In order to analyze extreme variations of oxidative imbalance in these groups, ROS level was measured in 3 TESE(+) and 5 TESE(-) patients. Our primary results showed, on average, the ROS level was 901 RLU for TESE(+) and 1968 RLU for TESE(-) patients.
There have been only a limited number of studies based on metabolomics technology for the detection of spermatogenesis in NOA patients. To the best of our knowledge, there are only 3 studies which have used seminal plasma for the detection of spermatogenesis in NOA patients to find potential biomarkers. We conducted the latest study to find potential biomarkers for detection of spermatogenesis in NOA patients. In our finding, we integrated proteomics data and metabolomics results suggesting the polyol pathway to be considered for finding the potential biomarkers in NOA patients. However, the applied metabolomics approach cannot be setup easily. It needs a professional expert to use the specified instrument such as gas-chromatography mass spectrometry (GCMS). Therefore, our new metabolomics approach, metabolic fingerprinting is easier to be applied for detection of spermatogenesis in NOA patients. Furthermore, it is simple to create a database of metabolic fingerprinting profile for fertile men compared to NOA patients by Raman spectrometer in order to detect spermatogenesis.

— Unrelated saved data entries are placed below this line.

//! Playlist : séquence ordonnée de pistes et pointeur de sélection
//!
//! Structure purement en mémoire. Les effets de bord (handles, stores,
//! surface de lecture) sont orchestrés par la [`Session`](crate::Session).

pub mod navigation;

use crate::track::TrackEntry;

/// Effet d'une suppression sur la sélection courante
#[derive(Debug, Clone, Copy, PartialEq, Eq)]
pub enum SelectionChange {
    /// La piste sélectionnée a été retirée, plus rien n'est sélectionné
    Cleared,
    /// La piste retirée précédait la sélection, l'index a été décrémenté
    Shifted,
    Unchanged,
}

/// État de la playlist
#[derive(Debug, Default)]
pub struct Playlist {
    entries: Vec<TrackEntry>,
    current: Option<usize>,
}

impl Playlist {
    pub fn new() -> Self {
        Self::default()
    }

    pub(crate) fn from_entries(entries: Vec<TrackEntry>) -> Self {
        Self {
            entries,
            current: None,
        }
    }

    pub fn entries(&self) -> &[TrackEntry] {
        &self.entries
    }

    pub fn len(&self) -> usize {
        self.entries.len()
    }

    pub fn is_empty(&self) -> bool {
        self.entries.is_empty()
    }

    pub fn get(&self, index: usize) -> Option<&TrackEntry> {
        self.entries.get(index)
    }

    /// Index sélectionné, `None` quand rien n'est sélectionné
    pub fn current_index(&self) -> Option<usize> {
        self.current
    }

    pub fn current(&self) -> Option<&TrackEntry> {
        self.current.and_then(|index| self.entries.get(index))
    }

    /// Sélectionne `index` s'il est valide
    pub(crate) fn set_current(&mut self, index: usize) -> Option<&TrackEntry> {
        if index >= self.entries.len() {
            return None;
        }
        self.current = Some(index);
        self.entries.get(index)
    }

    /// Ajoute une entrée en fin de séquence et retourne son index
    pub(crate) fn push(&mut self, entry: TrackEntry) -> usize {
        self.entries.push(entry);
        self.entries.len() - 1
    }

    /// Retire l'entrée à `index` en maintenant la sélection sur la même piste
    pub(crate) fn remove(&mut self, index: usize) -> Option<(TrackEntry, SelectionChange)> {
        if index >= self.entries.len() {
            return None;
        }
        let removed = self.entries.remove(index);

        let change = match self.current {
            Some(current) if current == index => {
                self.current = None;
                SelectionChange::Cleared
            }
            Some(current) if index < current => {
                self.current = Some(current - 1);
                SelectionChange::Shifted
            }
            _ => SelectionChange::Unchanged,
        };

        Some((removed, change))
    }

    /// Vide la séquence et retourne les entrées retirées
    pub(crate) fn drain(&mut self) -> Vec<TrackEntry> {
        self.current = None;
        std::mem::take(&mut self.entries)
    }
}
//! Registre des handles éphémères (object URLs)
//!
//! Un [`ObjectHandle`] est une référence révocable vers un [`Blob`] chargé en
//! mémoire, utilisable comme adresse de lecture. Seul le [`HandleRegistry`]
//! peut en créer. Les handles des pistes vivent dans un ensemble général ;
//! l'image de fond et la pochette audio occupent chacune un emplacement
//! unique.

use crate::blob::{AssetKey, Blob};
use std::collections::HashMap;
use std::fmt;
use tracing::debug;

const HANDLE_SCHEME: &str = "blob:pmoplayer/";

/// Handle opaque vers un blob en mémoire
#[derive(Debug, Clone, PartialEq, Eq, Hash)]
pub struct ObjectHandle(String);

impl ObjectHandle {
    fn mint() -> Self {
        Self(format!("{}{}", HANDLE_SCHEME, uuid::Uuid::new_v4()))
    }

    pub fn as_str(&self) -> &str {
        &self.0
    }
}

impl fmt::Display for ObjectHandle {
    fn fmt(&self, f: &mut fmt::Formatter<'_>) -> fmt::Result {
        f.write_str(&self.0)
    }
}

struct Slot {
    handle: ObjectHandle,
    blob: Blob,
}

/// Registre des handles vivants
///
/// Chaque handle créé est révoqué au plus une fois ; révoquer un handle
/// inconnu ou déjà révoqué ne fait rien.
#[derive(Default)]
pub struct HandleRegistry {
    live: HashMap<ObjectHandle, Blob>,
    background: Option<Slot>,
    audio_art: Option<Slot>,
    minted: u64,
    revoked: u64,
}

impl HandleRegistry {
    pub fn new() -> Self {
        Self::default()
    }

    /// Crée et enregistre un handle pour une piste
    pub fn mint(&mut self, blob: Blob) -> ObjectHandle {
        let handle = ObjectHandle::mint();
        debug!(handle = %handle, size = blob.len(), "Minted track handle");
        self.live.insert(handle.clone(), blob);
        self.minted += 1;
        handle
    }

    /// Révoque un handle de piste (retourne true s'il était vivant)
    pub fn revoke(&mut self, handle: &ObjectHandle) -> bool {
        if self.live.remove(handle).is_some() {
            debug!(handle = %handle, "Revoked track handle");
            self.revoked += 1;
            true
        } else {
            false
        }
    }

    fn slot_mut(&mut self, key: AssetKey) -> &mut Option<Slot> {
        match key {
            AssetKey::BackgroundImage => &mut self.background,
            AssetKey::AudioArt => &mut self.audio_art,
        }
    }

    fn slot_ref(&self, key: AssetKey) -> Option<&Slot> {
        match key {
            AssetKey::BackgroundImage => self.background.as_ref(),
            AssetKey::AudioArt => self.audio_art.as_ref(),
        }
    }

    /// Remplace le handle d'un asset singleton
    ///
    /// L'ancien handle de l'emplacement est révoqué avant la création du
    /// nouveau.
    pub fn mint_asset(&mut self, key: AssetKey, blob: Blob) -> ObjectHandle {
        self.revoke_asset(key);
        let handle = ObjectHandle::mint();
        debug!(asset = %key, handle = %handle, "Minted asset handle");
        *self.slot_mut(key) = Some(Slot {
            handle: handle.clone(),
            blob,
        });
        self.minted += 1;
        handle
    }

    /// Libère l'emplacement d'un asset (retourne true s'il était occupé)
    pub fn revoke_asset(&mut self, key: AssetKey) -> bool {
        match self.slot_mut(key).take() {
            Some(slot) => {
                debug!(asset = %key, handle = %slot.handle, "Revoked asset handle");
                self.revoked += 1;
                true
            }
            None => false,
        }
    }

    /// Handle courant d'un asset
    pub fn asset(&self, key: AssetKey) -> Option<&ObjectHandle> {
        self.slot_ref(key).map(|slot| &slot.handle)
    }

    /// Résout un handle vivant (piste ou asset) vers son contenu
    pub fn resolve(&self, handle: &ObjectHandle) -> Option<&Blob> {
        if let Some(blob) = self.live.get(handle) {
            return Some(blob);
        }
        AssetKey::ALL
            .iter()
            .filter_map(|key| self.slot_ref(*key))
            .find(|slot| &slot.handle == handle)
            .map(|slot| &slot.blob)
    }

    pub fn is_live(&self, handle: &ObjectHandle) -> bool {
        self.resolve(handle).is_some()
    }

    /// Nombre de handles de pistes vivants (hors assets)
    pub fn live_count(&self) -> usize {
        self.live.len()
    }

    pub fn minted_count(&self) -> u64 {
        self.minted
    }

    pub fn revoked_count(&self) -> u64 {
        self.revoked
    }

    /// Révoque tous les handles (pistes et assets), retourne le nombre libéré
    pub fn revoke_all(&mut self) -> usize {
        let tracks = self.live.len();
        self.live.clear();
        self.revoked += tracks as u64;

        let assets = AssetKey::ALL
            .iter()
            .filter(|key| self.revoke_asset(**key))
            .count();

        if tracks + assets > 0 {
            debug!(tracks, assets, "Revoked all live handles");
        }
        tracks + assets
    }
}
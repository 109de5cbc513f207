//! Règles de navigation suivant / précédent

use rand::Rng;

/// Décision prise par `advance`
#[derive(Debug, Clone, Copy, PartialEq, Eq)]
pub enum Advance {
    Select(usize),
    /// Arrêt manuel en fin de playlist : pause et retour à zéro
    StopAndRewind,
    Stay,
}

/// Paramètres de navigation
#[derive(Debug, Clone, Copy, Default)]
pub struct NavigationModes {
    pub loop_playlist: bool,
    pub shuffle: bool,
}

/// Calcule la piste suivante
///
/// En mode aléatoire, une fin de piste naturelle (`automatic`) tire
/// uniformément parmi toutes les pistes sauf la courante. Sinon on avance
/// séquentiellement, en rebouclant si la playlist boucle.
pub fn next_index<R: Rng>(
    len: usize,
    current: Option<usize>,
    modes: NavigationModes,
    automatic: bool,
    rng: &mut R,
) -> Advance {
    if len == 0 {
        return Advance::Stay;
    }

    if modes.shuffle && automatic {
        let candidates: Vec<usize> = (0..len).filter(|i| Some(*i) != current).collect();
        if !candidates.is_empty() {
            return Advance::Select(candidates[rng.random_range(0..candidates.len())]);
        }
    }

    let next = current.map_or(0, |index| index + 1);
    if next < len {
        Advance::Select(next)
    } else if modes.loop_playlist {
        Advance::Select(0)
    } else if !automatic {
        Advance::StopAndRewind
    } else {
        Advance::Stay
    }
}

/// Calcule la piste précédente, `None` si on reste sur place
pub fn previous_index(len: usize, current: Option<usize>, loop_playlist: bool) -> Option<usize> {
    if len == 0 {
        return None;
    }
    match current {
        Some(index) if index > 0 => Some(index - 1),
        _ if loop_playlist => Some(len - 1),
        _ => None,
    }
}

The metabolomics approaches can be divided based on how fast and reliable they are for measurement. There are a few metabolomics studies available on the NOA. However, these studies do not introduce a good approach for diagnosis and predication of spermatogenesis.
To the best of our knowledge, this is the first metabolic fingerprinting analysis indicating that Raman spectroscopy combined with chemometrics can recognize major alterations at the metabolome level in the seminal plasma of NOA from TESE(+) versus TESE(-) patients. Here, it was shown that TESE(+) versus TESE(-) patients can be classified in two different groups. Furthermore, a subdivision in TESE(-) patients could be observed. It was indicated that metabolic fingerprinting of seminal plasma can be developed as a non-invasive method for detecting spermatogenesis. Additionally, an extremely oxidative imbalance in TESE(-) patients was observed. Additionally, to the best of our knowledge this study is the first study showing the oxidative imbalance between TESE(+) and TESE(-). In this study, it was suggested that an easy setup of ROS measurement can be used as a double test followed by metabolic fingerprinting in detection of spermatogenesis. It is suggested that a first line defense against ROS activity may be considered (26, 27). Therefore, an antioxidant therapy could improve spermatogenesis in NOA patients.
In this study, we hypothesize an easy setup for ROS measurement that can be used as an alternative test followed by metabolic fingerprinting in detection of spermatogenesis. Additionally, we recommend that an antioxidant therapy can improve spermatogenesis in NOA patients. However, these suggestions need to be confirmed.
We would like to thank those who support the project specially Mohtaram, Misha, and Anoosha. This research did not receive any specific grant from the funding agencies in the public, commercial, or not-for-profit sectors.
Conflict of Interest
The authors declare no conflict of interest.